Но точно не в Диккенсе, хотя местные родители, при всей их мнительности, так мечтали увидеть своих чад рядом с англосаксонскими детьми в брекетах, таких же ослепительных, как и их будущее. Одна мамочка так испереживалась, что, ткнув пальцем в фото прилежного ученика и внимательного учителя, склонившихся над результатами спектрографа, направленного прямо на звезды, задала Карисме вопрос, который вертелся в голове у каждого:
— Мисс Молина, а как попасть в эту школу? Нужно пройти тест или как?
— Что-то вроде этого.
— В каком смысле?
— Что объединяет детей на этих фотографиях?
— Они белые.
— Вот вы сами и ответили. Если ваш ребенок пройдет этот тест, его примут. Но я вам этого не говорила. Так, заканчиваем балаган: кто собирается учиться — заходите в школу, потому что сейчас я запру двери. Vámonos, народ.
Когда ровно в 9:49 к Розенцранц подкатил автобус, выпустив клубы ядовитого дыма, толпа давно рассосалась. Мы с Хомини сидели на остановке, курили косяк, а я бережно держал два последних мандарина сацумы. Марпесса открыла дверь автобуса с перекошенной злобной физиономией, на которой читалась смесь презрения и отвращения, словно у хэллоуиновской маски злой африканки. Так она могла напугать коллег или ниггеров на перекрестке, но не меня. Я кинул ей два мандарина, и она уехала, даже не сказав спасибо.

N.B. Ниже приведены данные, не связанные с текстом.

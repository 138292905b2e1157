//! Display formatting for metric values
//!
//! Zero renders as a placeholder dash for every unit, since zero doubles as
//! "no value entered".

use crate::catalog::MetricUnit;
use crate::derived::{fixed1, RUNWAY_SENTINEL};

/// Placeholder for an unset (zero) value
pub const PLACEHOLDER: &str = "—";

/// Format a metric value for display
pub fn format_metric_value(value: f64, unit: MetricUnit) -> String {
    if value == 0.0 {
        return PLACEHOLDER.to_string();
    }
    match unit {
        MetricUnit::Currency => format!("${}", group_thousands(value)),
        MetricUnit::Percent => format!("{}%", fixed1(value)),
        MetricUnit::Ratio => format!("{}x", fixed1(value)),
        MetricUnit::Months => {
            if value >= RUNWAY_SENTINEL {
                "N/A".to_string()
            } else {
                format!("{} meses", fixed1(value))
            }
        }
        MetricUnit::Days => format!("{} días", fixed1(value)),
        MetricUnit::Score => format!("{}/100", round_half_up(value)),
        MetricUnit::Number => group_thousands(value),
    }
}

/// Nearest integer, halves rounded toward positive infinity
fn round_half_up(value: f64) -> f64 {
    let floor = value.floor();
    if value - floor >= 0.5 {
        floor + 1.0
    } else {
        floor
    }
}

/// Integer with `,` separators every three digits
fn group_thousands(value: f64) -> String {
    if !value.is_finite() {
        return value.to_string();
    }
    let rounded = value.round();
    let digits = format!("{:.0}", rounded.abs());
    let mut grouped = String::with_capacity(digits.len() + digits.len() / 3 + 1);
    if rounded < 0.0 {
        grouped.push('-');
    }
    for (i, ch) in digits.chars().enumerate() {
        if i > 0 && (digits.len() - i) % 3 == 0 {
            grouped.push(',');
        }
        grouped.push(ch);
    }
    grouped
}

Метров через сто пятьдесят автобус 125, тормоза которого были изношены, как башмаки бродяги, с душераздирающим визгом остановился, подал назад и резко повернул вправо. Мы с Марпессой всерьез ругались по одному-единственному поводу: считать ли тройной поворот направо поворотом влево. Марпесса настаивала, что да. Я же считал, что можно, конечно, три раза бессмысленно повернуть направо вместо того, чтобы просто свернуть налево, но тогда ты окажешься за квартал от точки старта. Когда автобус вернулся обратно к остановке, таким образом доказав, что пара неразрешенных разворотов возвращает тебя в исходную точку, 9:49 уже превратились в 9:57.
Открылись двери, Марпесса по-прежнему сидела за рулем. Но на этот раз она была перемазана соком сацумы и не могла сдержать улыбки. Этот освободительный щелчок и жужжание уезжающего в никуда ремня безопасности не перестают меня радовать. Марпесса смахнула с колен кожуру и вышла из автобуса.

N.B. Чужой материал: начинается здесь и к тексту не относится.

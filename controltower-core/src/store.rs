//! In-memory project repository
//!
//! Passed explicitly to whatever needs it; there is no process-wide store.
//! Projects keep insertion order.

use crate::derived::DerivedMetrics;
use crate::project::{NewProject, Project, ProjectEdit, ProjectError, ProjectStatus};
use anyhow::{Context, Result};
use std::io::Write;
use std::path::Path;
use tempfile::NamedTempFile;

#[derive(Debug, Clone, Default, PartialEq)]
pub struct ProjectStore {
    projects: Vec<Project>,
}

impl ProjectStore {
    pub fn new() -> Self {
        ProjectStore::default()
    }

    /// Build a store from existing projects, rejecting duplicate ids
    pub fn from_projects(projects: Vec<Project>) -> Result<Self, ProjectError> {
        let mut store = ProjectStore::new();
        for project in projects {
            store.add(project)?;
        }
        Ok(store)
    }

    pub fn add(&mut self, project: Project) -> Result<(), ProjectError> {
        if self.get(&project.id).is_some() {
            return Err(ProjectError::Duplicate(project.id));
        }
        tracing::debug!(project = %project.id, "project added");
        self.projects.push(project);
        Ok(())
    }

    /// Validate and insert a new project under a fresh `p<N>` id
    pub fn create(&mut self, input: NewProject) -> Result<&Project, ProjectError> {
        let id = self.next_id();
        let project = input.into_project(id)?;
        self.add(project)?;
        Ok(&self.projects[self.projects.len() - 1])
    }

    pub fn get(&self, id: &str) -> Option<&Project> {
        self.projects.iter().find(|p| p.id == id)
    }

    pub fn get_mut(&mut self, id: &str) -> Option<&mut Project> {
        self.projects.iter_mut().find(|p| p.id == id)
    }

    /// Apply an edit to a stored project
    pub fn update(&mut self, id: &str, edit: ProjectEdit) -> Result<DerivedMetrics, ProjectError> {
        let project = self
            .get_mut(id)
            .ok_or_else(|| ProjectError::NotFound(id.to_string()))?;
        let derived = project.apply_edit(edit)?;
        tracing::debug!(project = id, burn_rate = derived.burn_rate, "project updated");
        Ok(derived)
    }

    pub fn remove(&mut self, id: &str) -> Result<Project, ProjectError> {
        let pos = self
            .projects
            .iter()
            .position(|p| p.id == id)
            .ok_or_else(|| ProjectError::NotFound(id.to_string()))?;
        tracing::debug!(project = id, "project removed");
        Ok(self.projects.remove(pos))
    }

    pub fn list(&self) -> &[Project] {
        &self.projects
    }

    /// Projects past the proposal stage
    pub fn active(&self) -> impl Iterator<Item = &Project> {
        self.projects
            .iter()
            .filter(|p| p.status != ProjectStatus::Proposal)
    }

    pub fn len(&self) -> usize {
        self.projects.len()
    }

    pub fn is_empty(&self) -> bool {
        self.projects.is_empty()
    }

    /// Snapshot derived metrics into every project from its current costs
    pub fn recompute_derived(&mut self) -> usize {
        let mut changed = 0;
        for project in &mut self.projects {
            let derived = project.derived_metrics();
            let stale = derived
                .entries()
                .iter()
                .any(|(k, v)| project.metrics.get(k) != *v || !project.metrics.contains(k));
            if stale {
                project.metrics.apply_derived(&derived);
                changed += 1;
            }
        }
        changed
    }

    fn next_id(&self) -> String {
        let max = self
            .projects
            .iter()
            .filter_map(|p| p.id.strip_prefix('p').and_then(|n| n.parse::<u64>().ok()))
            .max()
            .unwrap_or(0);
        format!("p{}", max + 1)
    }

    /// Load a JSON array of projects
    pub fn load(path: &Path) -> Result<Self> {
        let content = std::fs::read_to_string(path)
            .with_context(|| format!("failed to read projects file: {}", path.display()))?;
        let projects: Vec<Project> = serde_json::from_str(&content)
            .with_context(|| format!("failed to parse projects file: {}", path.display()))?;
        let store = ProjectStore::from_projects(projects)
            .with_context(|| format!("invalid projects file: {}", path.display()))?;
        tracing::debug!(path = %path.display(), projects = store.len(), "projects loaded");
        Ok(store)
    }

    /// Write the store as a pretty JSON array, atomically
    pub fn save(&self, path: &Path) -> Result<()> {
        let json = serde_json::to_string_pretty(&self.projects)
            .context("failed to serialize projects")?;
        atomic_write(path, &json)
    }
}

/// Replace `path` with `contents` without leaving a half-written file
///
/// The temp file lives beside the target so the final rename stays on one
/// filesystem.
pub fn atomic_write(path: &Path, contents: &str) -> Result<()> {
    let dir = match path.parent() {
        Some(parent) if !parent.as_os_str().is_empty() => parent,
        _ => Path::new("."),
    };
    std::fs::create_dir_all(dir)
        .with_context(|| format!("failed to create directory: {}", dir.display()))?;

    let mut staged = NamedTempFile::new_in(dir)
        .with_context(|| format!("failed to stage write in: {}", dir.display()))?;
    staged
        .write_all(contents.as_bytes())
        .and_then(|()| staged.as_file().sync_all())
        .with_context(|| format!("failed to write projects for: {}", path.display()))?;
    staged
        .persist(path)
        .with_context(|| format!("failed to replace: {}", path.display()))?;

    tracing::debug!(path = %path.display(), bytes = contents.len(), "projects written");
    Ok(())
}

#[cfg(test)]
mod tests {
    use super::*;
    use crate::project::{CostEntry, CostKind, Industry, Priority};

    fn input(name: &str) -> NewProject {
        NewProject {
            name: name.to_string(),
            description: String::new(),
            client_id: "cl1".to_string(),
            industry: Industry::Fintech,
            status: ProjectStatus::InDevelopment,
            priority: Priority::High,
            budget: 10000.0,
            start_date: "2025-02-01".to_string(),
            end_date: "2025-09-01".to_string(),
            team_ids: Vec::new(),
            tech_stack: Vec::new(),
        }
    }

    #[test]
    fn test_create_assigns_sequential_ids() {
        let mut store = ProjectStore::new();
        let a = store.create(input("A")).unwrap().id.clone();
        let b = store.create(input("B")).unwrap().id.clone();
        assert_eq!(a, "p1");
        assert_eq!(b, "p2");
        assert_eq!(store.len(), 2);
    }

    #[test]
    fn test_duplicate_id_rejected() {
        let mut store = ProjectStore::new();
        let project = input("A").into_project("p7").unwrap();
        store.add(project.clone()).unwrap();
        assert_eq!(
            store.add(project),
            Err(ProjectError::Duplicate("p7".to_string()))
        );
        assert_eq!(store.create(input("B")).unwrap().id, "p8");
    }

    #[test]
    fn test_update_and_remove_missing() {
        let mut store = ProjectStore::new();
        store.create(input("A")).unwrap();
        let edit = store.get("p1").unwrap().to_edit();
        assert!(matches!(
            store.update("p404", edit.clone()),
            Err(ProjectError::NotFound(_))
        ));
        assert!(store.update("p1", edit).is_ok());
        assert!(matches!(store.remove("p404"), Err(ProjectError::NotFound(_))));
        assert_eq!(store.remove("p1").unwrap().name, "A");
        assert!(store.is_empty());
    }

    #[test]
    fn test_active_skips_proposals() {
        let mut store = ProjectStore::new();
        let mut proposal = input("Pitch");
        proposal.status = ProjectStatus::Proposal;
        store.create(proposal).unwrap();
        store.create(input("Live")).unwrap();
        let active: Vec<&str> = store.active().map(|p| p.name.as_str()).collect();
        assert_eq!(active, vec!["Live"]);
    }

    #[test]
    fn test_recompute_derived_counts_changes() {
        let mut store = ProjectStore::new();
        store.create(input("A")).unwrap();
        store.create(input("B")).unwrap();
        store.get_mut("p1").unwrap().fixed_costs.push(CostEntry {
            id: "c1".to_string(),
            label: "Rent".to_string(),
            amount: 2000.0,
        });
        // p2 has no costs: runway sentinel differs from the stored zero
        assert_eq!(store.recompute_derived(), 2);
        assert_eq!(store.get("p1").unwrap().metric("burnRate"), 2000.0);
        assert_eq!(store.get("p2").unwrap().metric("runway"), 999.0);
        assert_eq!(store.recompute_derived(), 0);
        assert_eq!(store.get("p1").unwrap().costs(CostKind::Fixed).len(), 1);
    }

    #[test]
    fn test_save_and_load() {
        let dir = tempfile::tempdir().unwrap();
        let path = dir.path().join("projects.json");
        let mut store = ProjectStore::new();
        store.create(input("A")).unwrap();
        store.save(&path).unwrap();

        let loaded = ProjectStore::load(&path).unwrap();
        assert_eq!(loaded, store);
    }

    #[test]
    fn test_save_replaces_existing_file_and_creates_dirs() {
        let dir = tempfile::tempdir().unwrap();
        let path = dir.path().join("data").join("projects.json");

        let mut store = ProjectStore::new();
        store.create(input("A")).unwrap();
        store.save(&path).unwrap();
        store.create(input("B")).unwrap();
        store.save(&path).unwrap();

        assert_eq!(ProjectStore::load(&path).unwrap().len(), 2);
        // only the target remains, no staged leftovers
        let entries = std::fs::read_dir(path.parent().unwrap()).unwrap().count();
        assert_eq!(entries, 1);
    }

    #[test]
    fn test_load_rejects_duplicate_ids() {
        let dir = tempfile::tempdir().unwrap();
        let path = dir.path().join("projects.json");
        let project = input("A").into_project("p1").unwrap();
        let json = serde_json::to_string(&vec![project.clone(), project]).unwrap();
        std::fs::write(&path, json).unwrap();
        assert!(ProjectStore::load(&path).is_err());
    }
}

— Ладно, Бонбон, твоя взяла, — сказала она, вытащила у меня изо рта джойнт и, покачивая своей идеальной пухлой задницей, вернулась в автобус.
Извинившись перед пассажирами за небольшую заминку, и никак не за запах, она пристегнулась и влилась в поток транспорта. Марпесса выпускала дым в приоткрытое водительское окно и пальцем с розовым ногтем дерзко стряхивала пепел прямо на улицу. Она не знала, что курила Афазию. Так что проехали. Или, как говорят у нас в Диккенсе, Is exsisto amo ut interdum. Всякое бывает.